Researchers from the University of Georgia, George Washington University and Johns Hopkins University are using the social media platform Twitter to study why people refuse vaccinations. The study is being funded by a five-year, $1.55 million grant from the National Institute of General Medical Sciences, part of the National Institutes of Health.
"This study is exciting because it is unlike any social media research done before," said Karen Hilyard, an assistant professor of health promotion and behavior in the UGA College of Public Health and a co-principal investigator on the project. "We are developing a new methodology that will be faster and cheaper than current survey methods but just as reliable and rigorous. In the process, we will also gather critical information that can help improve public health."
The research team will use algorithms to compare survey data with Twitter data analyses, measuring billions of tweets against the results of traditional surveys about how people make decisions about vaccines, and why. The goal is to enable researchers to use social media as a reliable complement and alternative to more expensive, more time-consuming methods like surveys. Findings will be shared online, available to public health and social science researchers interested in developing and using similar tools to analyze social media data.
"To increase vaccination rates among both adults and children, public health officials must understand how people make decisions about whether or not to get vaccinated," said Hilyard, who has studied communication about vaccines since 2006. "Those conversations are happening on social media, but until now, our ability to use that data has been limited. We hope to change that."
Hilyard and her collaborators have already analyzed millions of tweets to gather information on sentiment toward flu vaccinations. The team identified tweets, geo-located the messages and compared their findings to the Centers for Disease Control and Prevention's Behavior Risk Factor Surveillance System (www.cdc.gov/brfss/).
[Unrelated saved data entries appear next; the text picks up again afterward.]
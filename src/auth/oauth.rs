//! Identity provider OAuth flow
//!
//! Implements the OAuth 2.0 authorization code flow against the
//! configured identity provider, and the session endpoints that hang off
//! it (failure page, authenticated probe, logout).

use axum::{
    Router, middleware,
    extract::{Query, State},
    response::{Html, IntoResponse, Redirect},
    routing::get,
};
use axum_extra::extract::{
    CookieJar,
    cookie::{Cookie, SameSite},
};
use base64::{Engine as _, engine::general_purpose::URL_SAFE_NO_PAD};
use chrono::{Duration, Utc};
use rand::RngCore;
use serde::Deserialize;

use super::middleware::{CurrentUser, SESSION_COOKIE, require_auth};
use super::session::{Principal, Session, create_session_token};
use crate::AppState;
use crate::data::{EntityId, SessionRecord};
use crate::error::AppError;

/// Name of the CSRF state cookie set before the consent redirect
const OAUTH_STATE_COOKIE: &str = "oauth_state";

/// Create authentication router
///
/// Routes:
/// - GET /api/v1/auth/provider - Redirect to provider consent screen
/// - GET /api/v1/auth/provider/callback - OAuth callback
/// - GET /api/v1/auth/failure - Login error page
/// - GET /api/v1/protected - Authenticated probe, redirects home
/// - GET /api/v1/logout - End session
pub fn auth_router(state: AppState) -> Router<AppState> {
    let gated = Router::new()
        .route("/api/v1/protected", get(protected))
        .route("/api/v1/logout", get(logout))
        .route_layer(middleware::from_fn_with_state(state, require_auth));

    Router::new()
        .route("/api/v1/auth/provider", get(begin_auth))
        .route("/api/v1/auth/provider/callback", get(complete_auth))
        .route("/api/v1/auth/failure", get(auth_failure))
        .merge(gated)
}

// =============================================================================
// Consent redirect
// =============================================================================

/// GET /api/v1/auth/provider
///
/// Redirects the caller to the provider's consent screen.
///
/// # Steps
/// 1. Generate CSRF state token
/// 2. Store state in cookie
/// 3. Redirect with client_id, redirect_uri, scopes "email profile", state
async fn begin_auth(
    State(state): State<AppState>,
    jar: CookieJar,
) -> Result<impl IntoResponse, AppError> {
    let csrf_state = generate_csrf_state();

    let mut authorize_url = url::Url::parse(&state.config.auth.provider.auth_url)
        .map_err(|e| AppError::Config(format!("invalid auth_url: {e}")))?;
    authorize_url
        .query_pairs_mut()
        .append_pair("client_id", &state.config.auth.provider.client_id)
        .append_pair("redirect_uri", &state.config.oauth_redirect_uri())
        .append_pair("response_type", "code")
        .append_pair("scope", "email profile")
        .append_pair("state", &csrf_state);

    let state_cookie = Cookie::build((OAUTH_STATE_COOKIE, csrf_state))
        .path("/")
        .http_only(true)
        .same_site(SameSite::Lax)
        .secure(state.config.should_use_secure_cookies())
        .build();

    Ok((jar.add(state_cookie), Redirect::to(authorize_url.as_str())))
}

// =============================================================================
// Callback
// =============================================================================

/// Query parameters from the provider callback
#[derive(Debug, Deserialize)]
struct CallbackQuery {
    /// Authorization code
    code: String,
    /// CSRF state token
    state: String,
}

/// Provider token response
#[derive(Debug, Deserialize)]
struct TokenResponse {
    access_token: String,
}

/// GET /api/v1/auth/provider/callback
///
/// Handles the OAuth callback. The session becomes authenticated only
/// after provisioning succeeds; a failed exchange or a failed
/// provisioning run redirects to the failure page instead of stalling.
///
/// # Steps
/// 1. Verify CSRF state
/// 2. Exchange code for access token
/// 3. Fetch identity claims from the provider
/// 4. Run account provisioning
/// 5. Create session row and signed cookie
/// 6. Redirect to the authenticated probe
async fn complete_auth(
    State(state): State<AppState>,
    Query(query): Query<CallbackQuery>,
    jar: CookieJar,
) -> Result<impl IntoResponse, AppError> {
    verify_csrf_state(&query.state, &jar)?;

    let principal = match exchange_and_provision(&state, &query.code).await {
        Ok(principal) => principal,
        Err(error) => {
            tracing::warn!(error = %error, "Login attempt failed");
            let jar = jar.remove(Cookie::build((OAUTH_STATE_COOKIE, "")).path("/").build());
            return Ok((jar, Redirect::to("/api/v1/auth/failure")));
        }
    };

    // Provisioning succeeded: the session may now be marked authenticated.
    let now = Utc::now();
    let session = Session {
        id: EntityId::new().0,
        principal,
        created_at: now,
        expires_at: now + Duration::seconds(state.config.auth.session_max_age),
    };

    state
        .db
        .insert_session(&SessionRecord {
            id: session.id.clone(),
            email: session.principal.email.clone(),
            created_at: session.created_at,
            expires_at: session.expires_at,
        })
        .await?;

    if let Err(error) = state.db.purge_expired_sessions(now).await {
        tracing::warn!(error = %error, "Failed to purge expired sessions");
    }

    let token = create_session_token(&session, &state.config.auth.session_secret)?;
    let session_cookie = Cookie::build((SESSION_COOKIE, token))
        .path("/")
        .http_only(true)
        .same_site(SameSite::Lax)
        .secure(state.config.should_use_secure_cookies())
        .build();

    tracing::info!(
        email = %session.principal.email,
        session_id = %session.id,
        "Session authenticated"
    );

    let jar = jar
        .remove(Cookie::build((OAUTH_STATE_COOKIE, "")).path("/").build())
        .add(session_cookie);

    Ok((jar, Redirect::to("/api/v1/protected")))
}

/// Run the provider exchange and provisioning, yielding the principal.
///
/// Sequential awaited calls; the first failure wins and is surfaced to
/// the caller as the reason the login attempt died.
async fn exchange_and_provision(state: &AppState, code: &str) -> Result<Principal, AppError> {
    let token = exchange_code(state, code).await?;
    let principal = fetch_claims(state, &token.access_token).await?;
    state.provisioning.provision(&principal).await?;
    Ok(principal)
}

/// Exchange the authorization code for an access token
async fn exchange_code(state: &AppState, code: &str) -> Result<TokenResponse, AppError> {
    let provider = &state.config.auth.provider;
    let response = state
        .http_client
        .post(&provider.token_url)
        .form(&[
            ("grant_type", "authorization_code"),
            ("code", code),
            ("client_id", provider.client_id.as_str()),
            ("client_secret", provider.client_secret.as_str()),
            ("redirect_uri", state.config.oauth_redirect_uri().as_str()),
        ])
        .send()
        .await?;

    if !response.status().is_success() {
        return Err(AppError::Provider(format!(
            "token exchange returned {}",
            response.status()
        )));
    }

    Ok(response.json::<TokenResponse>().await?)
}

/// Fetch identity claims with the access token
async fn fetch_claims(state: &AppState, access_token: &str) -> Result<Principal, AppError> {
    let response = state
        .http_client
        .get(&state.config.auth.provider.userinfo_url)
        .bearer_auth(access_token)
        .send()
        .await?;

    if !response.status().is_success() {
        return Err(AppError::Provider(format!(
            "userinfo returned {}",
            response.status()
        )));
    }

    Ok(response.json::<Principal>().await?)
}

// =============================================================================
// Failure page
// =============================================================================

/// GET /api/v1/auth/failure
///
/// Renders a login-error page.
async fn auth_failure() -> impl IntoResponse {
    Html(
        r#"<!DOCTYPE html>
<html>
<head><title>Sign-in failed - Portico</title></head>
<body>
    <h1>Sign-in failed</h1>
    <p>We could not complete your sign-in. Please try again.</p>
    <a href="/api/v1/auth/provider">Try again</a>
    <a href="/home">Back to home</a>
</body>
</html>
"#,
    )
}

// =============================================================================
// Authenticated probe and logout
// =============================================================================

/// GET /api/v1/protected
///
/// Reached only through the auth gate; sends the signed-in caller home.
async fn protected() -> impl IntoResponse {
    Redirect::to("/home")
}

/// GET /api/v1/logout
///
/// Deletes the server-side session row, clears cookies, redirects home.
/// Deleting an already-deleted row is a no-op, so replaying the logout is
/// harmless.
async fn logout(
    State(state): State<AppState>,
    CurrentUser(session): CurrentUser,
    jar: CookieJar,
) -> Result<impl IntoResponse, AppError> {
    state.db.delete_session(&session.id).await?;

    tracing::info!(
        email = %session.principal.email,
        session_id = %session.id,
        "Session ended"
    );

    let jar = jar
        .remove(Cookie::build((SESSION_COOKIE, "")).path("/").build())
        .remove(Cookie::build((OAUTH_STATE_COOKIE, "")).path("/").build());

    Ok((jar, Redirect::to("/home")))
}

// =============================================================================
// Helpers
// =============================================================================

/// Generate a random CSRF state token
fn generate_csrf_state() -> String {
    let mut bytes = [0u8; 32];
    rand::thread_rng().fill_bytes(&mut bytes);
    URL_SAFE_NO_PAD.encode(bytes)
}

/// Verify CSRF state from cookie matches callback state
fn verify_csrf_state(state: &str, jar: &CookieJar) -> Result<(), AppError> {
    let cookie_state = jar
        .get(OAUTH_STATE_COOKIE)
        .map(|cookie| cookie.value().to_owned())
        .ok_or(AppError::Unauthorized)?;

    if cookie_state != state {
        return Err(AppError::Unauthorized);
    }

    Ok(())
}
Their results, available at http://hub.jhu.edu/2014/03/18/twitter-data-flu-tracking-new-york, show that states with a higher number of residents who received the flu shot had a higher number of vaccine-positive messages on Twitter.
While that finding itself may not be surprising, it indicates that Twitter data can parallel phone survey data on vaccines, yielding useful public health information more quickly and cheaply than traditional methods. The next step will be processing the results to decipher more clues about the attitudes, beliefs and demographic characteristics of people engaged in these public conversations on Twitter.
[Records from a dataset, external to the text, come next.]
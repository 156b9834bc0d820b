//! Common test utilities for E2E tests

use std::collections::HashMap;
use std::sync::Arc;
use std::sync::atomic::{AtomicBool, AtomicUsize, Ordering};
use std::sync::Mutex;

use axum::extract::Query;
use axum::http::StatusCode;
use axum::response::IntoResponse;
use axum::routing::get;
use portico::{AppState, config};
use tempfile::TempDir;
use tokio::net::TcpListener;

// =============================================================================
// Stub identity provider
// =============================================================================

#[derive(Default)]
struct StubState {
    /// Authorization code -> userinfo claims
    claims_by_code: Mutex<HashMap<String, serde_json::Value>>,
    /// Directory: email -> uid
    directory: Mutex<HashMap<String, String>>,
    directory_creates: AtomicUsize,
    fail_directory: AtomicBool,
}

/// In-process identity provider covering both halves of the real thing:
/// the OAuth endpoints (token, userinfo) and the directory API the
/// provisioning service calls.
pub struct StubProvider {
    pub base_url: String,
    state: Arc<StubState>,
}

impl StubProvider {
    pub async fn spawn() -> Self {
        let state = Arc::new(StubState::default());

        let token_state = state.clone();
        let userinfo_state = state.clone();
        let lookup_state = state.clone();
        let create_state = state.clone();

        let app = axum::Router::new()
            .route(
                "/token",
                axum::routing::post(move |body: String| {
                    let state = token_state.clone();
                    async move {
                        let code = body
                            .split('&')
                            .find_map(|pair| pair.strip_prefix("code="))
                            .unwrap_or_default()
                            .to_string();
                        if !state.claims_by_code.lock().unwrap().contains_key(&code) {
                            return (
                                StatusCode::BAD_REQUEST,
                                axum::Json(serde_json::json!({"error": "invalid_grant"})),
                            )
                                .into_response();
                        }
                        axum::Json(serde_json::json!({
                            "access_token": format!("token-{code}"),
                            "token_type": "Bearer",
                        }))
                        .into_response()
                    }
                }),
            )
            .route(
                "/userinfo",
                get(move |headers: axum::http::HeaderMap| {
                    let state = userinfo_state.clone();
                    async move {
                        let token = headers
                            .get("authorization")
                            .and_then(|v| v.to_str().ok())
                            .and_then(|v| v.strip_prefix("Bearer "))
                            .unwrap_or_default();
                        let code = token.strip_prefix("token-").unwrap_or_default();
                        match state.claims_by_code.lock().unwrap().get(code) {
                            Some(claims) => axum::Json(claims.clone()).into_response(),
                            None => StatusCode::UNAUTHORIZED.into_response(),
                        }
                    }
                }),
            )
            .route(
                "/users",
                get(move |Query(params): Query<HashMap<String, String>>| {
                    let state = lookup_state.clone();
                    async move {
                        if state.fail_directory.load(Ordering::SeqCst) {
                            return StatusCode::INTERNAL_SERVER_ERROR.into_response();
                        }
                        let email = params.get("email").cloned().unwrap_or_default();
                        let directory = state.directory.lock().unwrap();
                        match directory.get(&email) {
                            Some(uid) => axum::Json(
                                serde_json::json!({"uid": uid, "email": email}),
                            )
                            .into_response(),
                            None => StatusCode::NOT_FOUND.into_response(),
                        }
                    }
                })
                .post(move |axum::Json(body): axum::Json<serde_json::Value>| {
                    let state = create_state.clone();
                    async move {
                        if state.fail_directory.load(Ordering::SeqCst) {
                            return StatusCode::INTERNAL_SERVER_ERROR.into_response();
                        }
                        state.directory_creates.fetch_add(1, Ordering::SeqCst);
                        let email = body["email"].as_str().unwrap_or_default().to_string();
                        let uid = format!("uid-{email}");
                        state
                            .directory
                            .lock()
                            .unwrap()
                            .insert(email.clone(), uid.clone());
                        axum::Json(serde_json::json!({"uid": uid, "email": email}))
                            .into_response()
                    }
                }),
            );

        let listener = TcpListener::bind("127.0.0.1:0").await.unwrap();
        let addr = listener.local_addr().unwrap();
        tokio::spawn(async move {
            axum::serve(listener, app).await.unwrap();
        });

        Self {
            base_url: format!("http://{}", addr),
            state,
        }
    }

    /// Register claims for an authorization code. The `language` key
    /// matches the provider's wire name for the locale claim.
    pub fn register_user(&self, code: &str, email: &str, given_name: &str) {
        self.state.claims_by_code.lock().unwrap().insert(
            code.to_string(),
            serde_json::json!({
                "email": email,
                "given_name": given_name,
                "picture": format!("https://cdn.example.com/{given_name}.png"),
                "language": "en",
            }),
        );
    }

    /// Pre-seed a directory user without an account record
    pub fn seed_directory_user(&self, email: &str) {
        self.state
            .directory
            .lock()
            .unwrap()
            .insert(email.to_string(), format!("uid-{email}"));
    }

    pub fn directory_creates(&self) -> usize {
        self.state.directory_creates.load(Ordering::SeqCst)
    }

    pub fn directory_user_count(&self) -> usize {
        self.state.directory.lock().unwrap().len()
    }

    pub fn set_directory_failing(&self, failing: bool) {
        self.state.fail_directory.store(failing, Ordering::SeqCst);
    }
}

// =============================================================================
// Test server
// =============================================================================

/// Test server instance
pub struct TestServer {
    pub addr: String,
    pub state: AppState,
    pub provider: StubProvider,
    pub _temp_dir: TempDir,
    pub client: reqwest::Client,
}

impl TestServer {
    /// Create a new test server instance with default route gating
    pub async fn new() -> Self {
        Self::with_routes(config::RoutesConfig::default()).await
    }

    /// Create a test server with explicit route gating configuration
    pub async fn with_routes(routes: config::RoutesConfig) -> Self {
        // Create temporary directory for test database
        let temp_dir = TempDir::new().unwrap();
        let db_path = temp_dir.path().join("test.db");

        // Stub identity provider
        let provider = StubProvider::spawn().await;

        // Create test configuration
        let config = config::AppConfig {
            server: config::ServerConfig {
                host: "127.0.0.1".to_string(),
                port: 0, // Let OS assign port
                domain: "localhost".to_string(),
                protocol: "http".to_string(),
                resources_dir: temp_dir.path().join("resources"),
            },
            database: config::DatabaseConfig {
                path: db_path.clone(),
            },
            auth: config::AuthConfig {
                session_secret: "test-secret-key-32-bytes-long!!!".to_string(),
                session_max_age: 604800,
                provider: config::ProviderConfig {
                    client_id: "test-client-id".to_string(),
                    client_secret: "test-client-secret".to_string(),
                    auth_url: format!("{}/auth", provider.base_url),
                    token_url: format!("{}/token", provider.base_url),
                    userinfo_url: format!("{}/userinfo", provider.base_url),
                    directory_url: provider.base_url.clone(),
                    directory_token: "test-service-token".to_string(),
                },
            },
            routes,
            logging: config::LoggingConfig {
                level: "info".to_string(),
                format: "pretty".to_string(),
            },
        };

        std::fs::create_dir_all(&config.server.resources_dir).unwrap();
        std::fs::write(
            config.server.resources_dir.join("style.css"),
            "body { margin: 0; }\n",
        )
        .unwrap();

        // Initialize app state
        let state = AppState::new(config.clone()).await.unwrap();

        // Create HTTP client that never follows redirects; the tests
        // assert on Location headers directly.
        let client = reqwest::Client::builder()
            .redirect(reqwest::redirect::Policy::none())
            .timeout(std::time::Duration::from_secs(10))
            .build()
            .unwrap();

        // Bind to random port
        let listener = TcpListener::bind("127.0.0.1:0").await.unwrap();
        let addr = listener.local_addr().unwrap();
        let addr_str = format!("http://{}", addr);

        // Build router
        let app = portico::build_router(state.clone());

        // Spawn server in background
        tokio::spawn(async move {
            axum::serve(listener, app).await.unwrap();
        });

        // Wait a bit for server to start
        tokio::time::sleep(tokio::time::Duration::from_millis(100)).await;

        Self {
            addr: addr_str,
            state,
            provider,
            _temp_dir: temp_dir,
            client,
        }
    }

    /// Get base URL for API requests
    pub fn url(&self, path: &str) -> String {
        format!("{}{}", self.addr, path)
    }

    /// Drive the full login flow for a code registered on the stub
    /// provider. Returns the `session=<token>` cookie pair.
    pub async fn login(&self, code: &str) -> String {
        // 1. Begin auth: capture the CSRF state cookie and redirect
        let begin = self
            .client
            .get(self.url("/api/v1/auth/provider"))
            .send()
            .await
            .expect("begin auth request succeeds");
        assert!(begin.status().is_redirection(), "begin auth must redirect");

        let state_cookie =
            cookie_pair(&begin, "oauth_state").expect("oauth_state cookie must be set");
        let location = begin
            .headers()
            .get("location")
            .and_then(|v| v.to_str().ok())
            .expect("location header");
        let state_param = url::Url::parse(location)
            .expect("redirect target parses")
            .query_pairs()
            .find_map(|(k, v)| (k == "state").then(|| v.into_owned()))
            .expect("state parameter present");

        // 2. Callback with the code and the matching state
        let callback = self
            .client
            .get(self.url(&format!(
                "/api/v1/auth/provider/callback?code={code}&state={state_param}"
            )))
            .header("Cookie", &state_cookie)
            .send()
            .await
            .expect("callback request succeeds");
        assert!(
            callback.status().is_redirection(),
            "callback must redirect, got {}",
            callback.status()
        );
        assert_eq!(
            callback
                .headers()
                .get("location")
                .and_then(|v| v.to_str().ok()),
            Some("/api/v1/protected"),
            "successful login must land on the authenticated probe"
        );

        cookie_pair(&callback, "session").expect("session cookie must be set")
    }
}

/// Extract a `name=value` pair from a response's Set-Cookie headers.
pub fn cookie_pair(response: &reqwest::Response, name: &str) -> Option<String> {
    response
        .headers()
        .get_all("set-cookie")
        .iter()
        .filter_map(|v| v.to_str().ok())
        .filter_map(|v| v.split(';').next())
        .find(|pair| {
            pair.starts_with(&format!("{name}=")) && !pair.ends_with(&format!("{name}="))
        })
        .map(ToString::to_string)
}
"We've chosen vaccination as our topic to start, but our tools and techniques could eventually be applied to any public health issue," Hilyard said. "Access to quick, reliable and inexpensive data is welcome news, especially in an era of limited funding. But more importantly, our tool could also enable much more effective response by public health officials in an unfolding public health crisis."
"It can take years to collect meaningful information about why people refuse vaccines using traditional methods such as surveys," said David Broniatowski, an assistant professor with the George Washington University's School of Engineering and Applied Science and the project's principal investigator. "On the other hand, social media data is immediate. The two techniques can work together synergistically."
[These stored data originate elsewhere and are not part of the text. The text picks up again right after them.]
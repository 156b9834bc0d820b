//! Service layer
//!
//! Business logic between the HTTP handlers and the data layer:
//! - Account provisioning on login
//! - Account reads

mod account;
mod provisioning;

pub use account::AccountService;
pub use provisioning::ProvisioningService;
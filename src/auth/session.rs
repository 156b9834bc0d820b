//! Session management
//!
//! The principal travels in an HMAC-signed cookie; a matching row in the
//! sessions table keeps the session revocable server-side.

use chrono::{DateTime, Utc};
use serde::{Deserialize, Serialize};

/// The authenticated identity from the OAuth exchange.
///
/// Created on a successful callback, serialized into the session token
/// for the session's lifetime, never persisted verbatim. The provider
/// reports the locale claim as either `locale` or `language`.
#[derive(Debug, Clone, Serialize, Deserialize)]
pub struct Principal {
    pub email: String,
    pub given_name: String,
    /// Avatar URL
    pub picture: String,
    /// Locale code (e.g. "en")
    #[serde(alias = "language")]
    pub locale: String,
}

/// User session data
///
/// Stored in a signed cookie. `id` keys the server-side session row;
/// verification requires both a valid signature and a live row.
#[derive(Debug, Clone, Serialize, Deserialize)]
pub struct Session {
    /// Server-side session row id
    pub id: String,
    /// Identity claims from the OAuth exchange
    pub principal: Principal,
    /// When session was created
    pub created_at: DateTime<Utc>,
    /// When session expires
    pub expires_at: DateTime<Utc>,
}

impl Session {
    /// Check if session is expired
    pub fn is_expired(&self) -> bool {
        self.expires_at < Utc::now()
    }
}

/// Create a signed session token
///
/// Token format: base64(payload).base64(hmac_sha256(payload))
///
/// # Arguments
/// * `session` - Session data to encode
/// * `secret` - HMAC secret key
///
/// # Returns
/// Signed token string
pub fn create_session_token(
    session: &Session,
    secret: &str,
) -> Result<String, crate::error::AppError> {
    use base64::{Engine as _, engine::general_purpose};
    use hmac::{Hmac, Mac};
    use sha2::Sha256;

    // 1. Serialize session to JSON
    let payload =
        serde_json::to_string(session).map_err(|e| crate::error::AppError::Internal(e.into()))?;

    // 2. Base64 encode the payload
    let payload_b64 = general_purpose::URL_SAFE_NO_PAD.encode(payload.as_bytes());

    // 3. Create HMAC-SHA256 signature
    type HmacSha256 = Hmac<Sha256>;
    let mut mac = HmacSha256::new_from_slice(secret.as_bytes())
        .map_err(|e| crate::error::AppError::Encryption(e.to_string()))?;
    mac.update(payload_b64.as_bytes());
    let signature = mac.finalize().into_bytes();
    let signature_b64 = general_purpose::URL_SAFE_NO_PAD.encode(signature);

    // 4. Return "{payload}.{signature}"
    Ok(format!("{}.{}", payload_b64, signature_b64))
}

/// Verify and decode a session token
///
/// Only checks the signature and expiry; the caller still has to confirm
/// the session row is live before treating the request as authenticated.
///
/// # Arguments
/// * `token` - Token string to verify
/// * `secret` - HMAC secret key
///
/// # Returns
/// Decoded session if valid
///
/// # Errors
/// Returns error if signature is invalid or token is malformed
pub fn verify_session_token(token: &str, secret: &str) -> Result<Session, crate::error::AppError> {
    use base64::{Engine as _, engine::general_purpose};
    use hmac::{Hmac, Mac};
    use sha2::Sha256;

    // 1. Split token into payload and signature
    let parts: Vec<&str> = token.split('.').collect();
    if parts.len() != 2 {
        return Err(crate::error::AppError::Unauthorized);
    }

    let payload_b64 = parts[0];
    let signature_b64 = parts[1];

    // 2. Verify HMAC signature
    type HmacSha256 = Hmac<Sha256>;
    let mut mac = HmacSha256::new_from_slice(secret.as_bytes())
        .map_err(|e| crate::error::AppError::Encryption(e.to_string()))?;
    mac.update(payload_b64.as_bytes());

    let expected_signature = general_purpose::URL_SAFE_NO_PAD
        .decode(signature_b64)
        .map_err(|_| crate::error::AppError::Unauthorized)?;

    mac.verify_slice(&expected_signature)
        .map_err(|_| crate::error::AppError::Unauthorized)?;

    // 3. Decode and deserialize payload
    let payload_bytes = general_purpose::URL_SAFE_NO_PAD
        .decode(payload_b64)
        .map_err(|_| crate::error::AppError::Unauthorized)?;

    let payload_str =
        String::from_utf8(payload_bytes).map_err(|_| crate::error::AppError::Unauthorized)?;

    let session: Session =
        serde_json::from_str(&payload_str).map_err(|_| crate::error::AppError::Unauthorized)?;

    // 4. Check if session is expired
    if session.is_expired() {
        return Err(crate::error::AppError::Unauthorized);
    }

    Ok(session)
}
With over 288 million active users, Twitter is a rich source of data, especially from hard-to-reach groups not usually represented in traditional public health polling and research.
"Survey data tend to draw from older, white, rural households, whereas younger people and urban minorities are overrepresented on Twitter. These two techniques complement each other perfectly," Hilyard said.
The qualitative nature of social media data poses a number of challenges for public health officials and researchers interested in using it to test new hypotheses and explore new policies, she added.
"Qualitative data provided by social media gives us a lot of texture and rich interpretive detail," Hilyard said. "However, we can't process it very well statistically, and it can't be generalized to a larger population in the same way as quantitative data collected in traditional surveys."
The research team's new computational tool is designed to overcome those limitations by comparing existing survey results to vaccine-related Twitter data from the same time period. The team will then use the tool to examine existing health communication theories, such as how group attitudes form and change.
The website created for the project will allow the team to document its progress, solicit feedback from other scholars and make preliminary results available prior to more formal publication.
"The dream would be to get ahead of the next outbreak," Broniatowski said. "How can we take what we learn here and better educate parents about the merits of vaccines and other public health decisions that seem risky? If we could do that, then hopefully we'd be able to prevent the next measles outbreak."
Co-investigators on the grant include Mark Dredze, Eili Klein and Joshua Epstein, Johns Hopkins University. Sandra Quinn, University of Maryland at College Park, will consult on the project, being funded through grant number R01GM114771, "Supplementing Survey-Based Analyses of Group Vaccination Narratives and Behaviors Using Social Media."